@Bluemootwo I've now gone through that meta-study in more detail and read each of the studies to which it refers in which a statistically significant result among trained listeners was obtained, which are summarised in table form in the meta-study:
Here are my study-by-study comments:
Jackson 2014 and 2016
I couldn't find the 2016 study anywhere. It may not have published due to a failure to pass peer-review. The
2014 study did find that subjects were able to distinguish between high-res content and content that had been downsampled to 44.1kHz/48kHz and
truncated or quantised using rectangular dither to 16 bit. Unfortunately, the study conditions are unrealistic, because it is not standard practice among mastering engineers to truncate or quantise with rectangular dither when mixing down to 16/44 (as this results in unnecessarily high levels of noise and/or distortion when compared with the industry-standard practice of using noise-shaped dither).
Kanetada 2013A and 2013B
Couldn't find the papers. They were conference papers presented
here, and as such were not published or peer-reviewed, to my knowledge.
Mizumachi 2015
Available
here. The authors took a high-resolution recording and truncated/downsampled it to 16/48 in Matlab. As per Jackson 2014, since proper dithering was not applied when the audio was downmixed, conclusions regarding audibility of artifacts in the "quasi-CD quality" versions used in the study cannot be extrapolated to normal CD/redbook audio.
Yoshikawa 1995
Available
here. The authors tested subjects' ability to differentiate between pulse trains that had been low-pass filtered at 20kHz vs pulse trains that had been low-pass filtered at 40kHz. No statistically significant ability to differentiate was found for all test conditions other than one, namely where the pulse train was of 0.125s duration. This finding is summarised in this box plot:
I can't fault this experiment. It seems that, with pulse trains of 0.125s duration, subjects were able to discern to a statistically significant extent between signals that were low-pass filtered at 20kHz vs signals that were low-pass filtered at 40kHz, albeit only just crossing the threshold of statistical significance .
Theiss 1997
Available
here. A number of procedures/stimuli were used to test the hypothesis that subjects would be able to more accurately localise sound signals bandlimited to 48kHz (corresponding to a sampling rate of 96kHz) vs sound signals bandlimited to 24kHz (corresponding to a sampling rate of 48kHz). A number of stimuli were used:
- Impulse trains - results were not statistically significant.

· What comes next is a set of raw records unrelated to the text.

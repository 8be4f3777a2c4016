//! Builder-style helper for flattening a conversation into a **transcript**.
//!
//! Completion-style backends take one block of text. `TranscriptBuilder`
//! writes one `Label: content` line per call and joins them with `\n`, with
//! no trailing newline:
//!
//! ```rust
//! use parley_prompt::builder::TranscriptBuilder;
//!
//! let text = TranscriptBuilder::new()
//!     .add_line("System", "You are a helpful assistant.")
//!     .add_line("User", "hi")
//!     .finalize();
//!
//! assert_eq!(text, "System: You are a helpful assistant.\nUser: hi");
//! ```
//!
//! The builder performs **no validation** and no smart formatting: content
//! containing newlines is written verbatim.
use std::fmt::Display;

/// Fluent helper to produce role-prefixed transcripts.
#[derive(Debug, Default, Clone)]
pub struct TranscriptBuilder {
    buffer: String,
    lines: usize,
}

impl TranscriptBuilder {
    /// Create a fresh, empty builder.
    pub fn new() -> Self {
        Self::default()
    }

    /// Add a `label: content` line.
    pub fn add_line(mut self, label: impl Display, content: impl Display) -> Self {
        self.separate();
        self.buffer.push_str(&format!("{label}: {content}"));
        self
    }

    /// `true` if no line has been written yet.
    pub fn is_empty(&self) -> bool {
        self.lines == 0
    }

    fn separate(&mut self) {
        if self.lines > 0 {
            self.buffer.push('\n');
        }
        self.lines += 1;
    }

    /// Retrieve the accumulated transcript and consume the builder.
    pub fn finalize(self) -> String {
        self.buffer
    }
}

- White noise - results were not statistically significant.
- Music - results were not statistically significant.
And the authors conclude: "The hypothesis that an increase in sampling rate will result in an increase in spatial resolution can be rejected from the experimental data given above."
An additional experiment was then carried out with three subjects to test the hypothesis that a music signal (a Brahms piano recording) sounded different at 96kHz/24bit than at 48kHz/16bit (downmixed using traingular non-noise shaped dither). For two subjects, results were not statistically significant. One subject, however, was able to discern correctly in 16 out of 17 trials (P=0.014%). Further investigations were attempted to separate out whether the high success rate was attributable to the lower sample rate or the lower bitrate, but the equipment apparently failed so the results were inconclusive.

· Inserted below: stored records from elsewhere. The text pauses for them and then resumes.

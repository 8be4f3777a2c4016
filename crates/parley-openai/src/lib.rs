//! Streaming backend for OpenAI-compatible inference servers (LM Studio,
//! llama.cpp server, vLLM, OpenAI itself).
mod adapter;
mod client;
mod provider_impl;
mod sse;

pub use adapter::{
    API_KEY_ENV_VAR, BASE_URL_ENV_VAR, DEFAULT_API_KEY, DEFAULT_BASE_URL, DEFAULT_MODEL,
    MODEL_ENV_VAR, OpenAiAdapter, OpenAiAdapterBuilder,
};
pub use client::OpenAiClient;
pub use provider_impl::CHAT_DELTA_POINTER;
pub mod api_v1;
pub mod error;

Again, this finding cannot IMHO be extrapolated to standard mastering practices IMHO, because non-noise-shaped triangular dither was used, which results in a perceptually higher noise floor than noise-shaped dither used in standard mastering practice.
My 2c
Firstly, the 60% figure is clearly grossly misleading. 60% of trained listeners were able to discern differences
in the subset of tests in which trained listeners were able to discern any difference at all. There were many studies/tests in which trained listeners were not able to discern any difference, and these are strangely
not accounted for in the meta-study authors' 60% figure.
Secondly, in those studies in which statistically significant results were obtained, confounding choices to use simple truncation or non-noise-shaped dither were made, rendering it difficult to extrapolate from these to real-life cases in which redbook audio is dithered with noise-shaping. In the only study in which this issue was not present, the stimulus was not music, but rather 0.125s pulse trains, and even in that case, the result was only just statistically significant.

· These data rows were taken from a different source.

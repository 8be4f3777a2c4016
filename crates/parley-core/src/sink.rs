//! Push-based helpers layered on top of the pull-based fragment stream.
//!
//! A UI that wants "append this fragment to the chat bubble" callbacks
//! implements [`DisplaySink`] and lets [`drain_into`] drive the turn.
use futures_core::Stream;
use futures_util::StreamExt;

use crate::error::ParleyError;

/// Anything that can display fragments as they arrive.
pub trait DisplaySink {
    fn push(&mut self, fragment: &str);
}

impl DisplaySink for String {
    fn push(&mut self, fragment: &str) {
        self.push_str(fragment);
    }
}

impl DisplaySink for Vec<String> {
    fn push(&mut self, fragment: &str) {
        Vec::push(self, fragment.to_owned());
    }
}

impl<T: DisplaySink + ?Sized> DisplaySink for &mut T {
    fn push(&mut self, fragment: &str) {
        T::push(*self, fragment);
    }
}

/// A turn that ended with an error. `partial` holds everything that was
/// delivered before the failure.
#[derive(Debug, thiserror::Error)]
#[error("turn failed with partial output retained: {error}")]
pub struct TurnFailure {
    pub partial: String,
    #[source]
    pub error: ParleyError,
}

/// Pull every fragment from `fragments`, pushing each one to `sink`, and
/// return the complete response text.
///
/// On failure the fragments that already reached the sink stay there and
/// are also returned in [`TurnFailure::partial`].
pub async fn drain_into<St, D>(fragments: St, mut sink: D) -> Result<String, TurnFailure>
where
    St: Stream<Item = crate::error::Result<String>>,
    D: DisplaySink,
{
    let mut response = String::new();
    let mut fragments = std::pin::pin!(fragments);

    while let Some(fragment) = fragments.next().await {
        match fragment {
            Ok(text) => {
                sink.push(&text);
                response.push_str(&text);
            }
            Err(error) => {
                return Err(TurnFailure {
                    partial: response,
                    error,
                });
            }
        }
    }

    Ok(response)
}
//! The streaming response adapter.
//!
//! [`FragmentStream`] wraps whatever a backend's streaming call returns and
//! re-exposes it as a lazy, finite, non-restartable sequence of non-empty
//! text fragments:
//!
//! ```text
//!  backend elements            extraction            fragments
//!  Delta("")          ──►  RawDelta  ──► ""      ──► (dropped)
//!  Delta("hello")     ──►  RawDelta  ──► "hello" ──► Ok("hello")
//!  Record({...})      ──►  Pointer   ──► "a"     ──► Ok("a")
//!  Err(Backend(e))    ──►  classify           ──► Err(Request | MidStream)
//! ```
//!
//! Exhaustion of the stream is the completion signal, there is no explicit
//! end marker. Dropping the stream early drops the backend stream with it,
//! which releases the HTTP response and its connection.
use std::{
    borrow::Cow,
    pin::Pin,
    task::{Context, Poll, ready},
};

use futures_core::{FusedStream, Stream};
use serde_json::Value;

use crate::{
    error::{ParleyError, Result},
    payload::RequestPayload,
    provider::{BackendElement, StreamingCompletionProvider},
};

/// How a text fragment is pulled out of a [`BackendElement`].
///
/// The rule is chosen when a client is configured, never by inspecting
/// elements at runtime: a raw element arriving under a pointer rule (or the
/// other way round) is an error, not a fallback.
#[derive(Debug, Clone, PartialEq, Eq, Hash)]
pub enum ExtractionRule {
    /// The element itself is the fragment text.
    RawDelta,
    /// The fragment is the string found at this JSON pointer
    /// (`/message/content`, `/choices/0/delta/content`, …). A missing or
    /// non-string value counts as an empty fragment.
    Pointer(Cow<'static, str>),
}

impl ExtractionRule {
    pub fn pointer(path: impl Into<Cow<'static, str>>) -> Self {
        ExtractionRule::Pointer(path.into())
    }

    fn expects(&self) -> &'static str {
        match self {
            ExtractionRule::RawDelta => "raw delta",
            ExtractionRule::Pointer(_) => "structured record",
        }
    }

    /// Extract the fragment text carried by `element`.
    ///
    /// ```rust
    /// use parley_core::{provider::BackendElement, stream::ExtractionRule};
    ///
    /// let rule = ExtractionRule::pointer("/message/content");
    /// let element = BackendElement::Record(serde_json::json!({"message": {"content": "a"}}));
    /// assert_eq!(rule.extract(element).unwrap(), "a");
    /// ```
    pub fn extract(&self, element: BackendElement) -> Result<String> {
        match (self, element) {
            (ExtractionRule::RawDelta, BackendElement::Delta(text)) => Ok(text),
            (ExtractionRule::Pointer(path), BackendElement::Record(mut value)) => {
                match value.pointer_mut(path).map(Value::take) {
                    Some(Value::String(text)) => Ok(text),
                    _ => Ok(String::new()),
                }
            }
            (rule, element) => Err(ParleyError::ShapeMismatch {
                expected: rule.expects(),
                found: element.kind(),
            }),
        }
    }
}

/// Lifecycle of a single turn.
///
/// ```text
/// Idle ─► Requesting ─► Streaming ─► Completed
///              │             │
///              └─────────────┴─────► Failed
/// ```
#[derive(Debug, Clone, Copy, PartialEq, Eq, Hash, Default)]
pub enum TurnState {
    /// No request has been issued yet.
    #[default]
    Idle,
    /// The backend call was issued, nothing has arrived yet.
    Requesting,
    /// At least one element arrived from the backend.
    Streaming,
    /// The backend stream ended normally.
    Completed,
    /// A backend error was propagated to the caller.
    Failed,
}

impl TurnState {
    pub fn is_terminal(&self) -> bool {
        matches!(self, TurnState::Completed | TurnState::Failed)
    }
}

/// Invoke `provider` once with `payload` and adapt its output into
/// fragments using `rule`.
pub fn stream<'s, P>(
    provider: &'s P,
    payload: RequestPayload,
    rule: ExtractionRule,
) -> FragmentStream<P::ElementStream<'s>>
where
    P: StreamingCompletionProvider + ?Sized,
{
    FragmentStream::new(provider.start_stream(payload), rule)
}

/// Lazy sequence of non-empty text fragments for one turn.
///
/// Yields `Ok(fragment)` for every non-empty extracted text, in backend
/// order. A failure is yielded at most once, after all fragments that
/// preceded it, and ends the sequence. Once ended the stream keeps
/// returning `None`.
#[derive(Debug)]
pub struct FragmentStream<S> {
    inner: Option<S>,
    rule: ExtractionRule,
    state: TurnState,
    emitted: usize,
}

impl<S> FragmentStream<S>
where
    S: Stream<Item = Result<BackendElement>> + Unpin,
{
    /// Wrap an already started backend stream. The turn is considered
    /// [`TurnState::Requesting`] from here on.
    pub fn new(inner: S, rule: ExtractionRule) -> Self {
        #[cfg(feature = "tracing")]
        tracing::debug!(?rule, "turn requesting");

        Self {
            inner: Some(inner),
            rule,
            state: TurnState::Requesting,
            emitted: 0,
        }
    }

    pub fn state(&self) -> TurnState {
        self.state
    }

    /// Number of fragments handed out so far.
    pub fn emitted(&self) -> usize {
        self.emitted
    }

    pub fn rule(&self) -> &ExtractionRule {
        &self.rule
    }

    fn transition(&mut self, next: TurnState) {
        #[cfg(feature = "tracing")]
        tracing::debug!(from = ?self.state, to = ?next, emitted = self.emitted, "turn state");

        self.state = next;
        if next.is_terminal() {
            // release the backend stream (and its connection) right away
            self.inner = None;
        }
    }

    fn classify(&self, err: ParleyError) -> ParleyError {
        match err {
            ParleyError::Backend(source) if self.state == TurnState::Requesting => {
                ParleyError::Request(source)
            }
            ParleyError::Backend(source) => ParleyError::MidStream {
                emitted: self.emitted,
                source,
            },
            other => other,
        }
    }

    fn fail(&mut self, err: ParleyError) -> Poll<Option<Result<String>>> {
        let err = self.classify(err);

        #[cfg(feature = "tracing")]
        tracing::warn!(error = %err, "turn failed");

        self.transition(TurnState::Failed);
        Poll::Ready(Some(Err(err)))
    }
}

impl<S> Stream for FragmentStream<S>
where
    S: Stream<Item = Result<BackendElement>> + Unpin,
{
    type Item = Result<String>;

    fn poll_next(self: Pin<&mut Self>, cx: &mut Context<'_>) -> Poll<Option<Self::Item>> {
        let this = self.get_mut();

        loop {
            let Some(inner) = this.inner.as_mut() else {
                return Poll::Ready(None);
            };

            match ready!(Pin::new(inner).poll_next(cx)) {
                None => {
                    this.transition(TurnState::Completed);
                    return Poll::Ready(None);
                }
                Some(Err(err)) => return this.fail(err),
                Some(Ok(element)) => {
                    if this.state == TurnState::Requesting {
                        this.transition(TurnState::Streaming);
                    }

                    match this.rule.extract(element) {
                        Err(err) => return this.fail(err),
                        Ok(text) if text.is_empty() => {
                            #[cfg(feature = "tracing")]
                            tracing::trace!("dropping empty fragment");
                            continue;
                        }
                        Ok(text) => {
                            this.emitted += 1;
                            return Poll::Ready(Some(Ok(text)));
                        }
                    }
                }
            }
        }
    }

    fn size_hint(&self) -> (usize, Option<usize>) {
        match &self.inner {
            // empty elements are filtered, so no lower bound
            Some(inner) => (0, inner.size_hint().1),
            None => (0, Some(0)),
        }
    }
}

impl<S> FusedStream for FragmentStream<S>
where
    S: Stream<Item = Result<BackendElement>> + Unpin,
{
    fn is_terminated(&self) -> bool {
        self.inner.is_none()
    }
}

Of course, there is no substitute for reading these studies yourself instead of simply relying on my analysis/interpretation.
My takeaway would be that these studies demonstrate that redbook audio is skating
very close to thresholds at which noise or other artefacts may become (marginally) audible in specific listening conditions, although they do not quite establish that properly-processed redbook crosses these thresholds with music as the program. Having said that, I do think 24bit/48kHz would be a more prudent standard, as it would provide a greater buffer and would, in particular, insure against substandard recording/mixing/mastering practices.
However, assuming industry standard practices are followed, I see no direct evidence that 16/44.1 doesn't (
just) ensure no audible degradation.
Of course, for recording/mixing/mastering, higher sampling/bitrates should
always be used, as these provide digital "headroom" for processing at the various stages before final mixdown.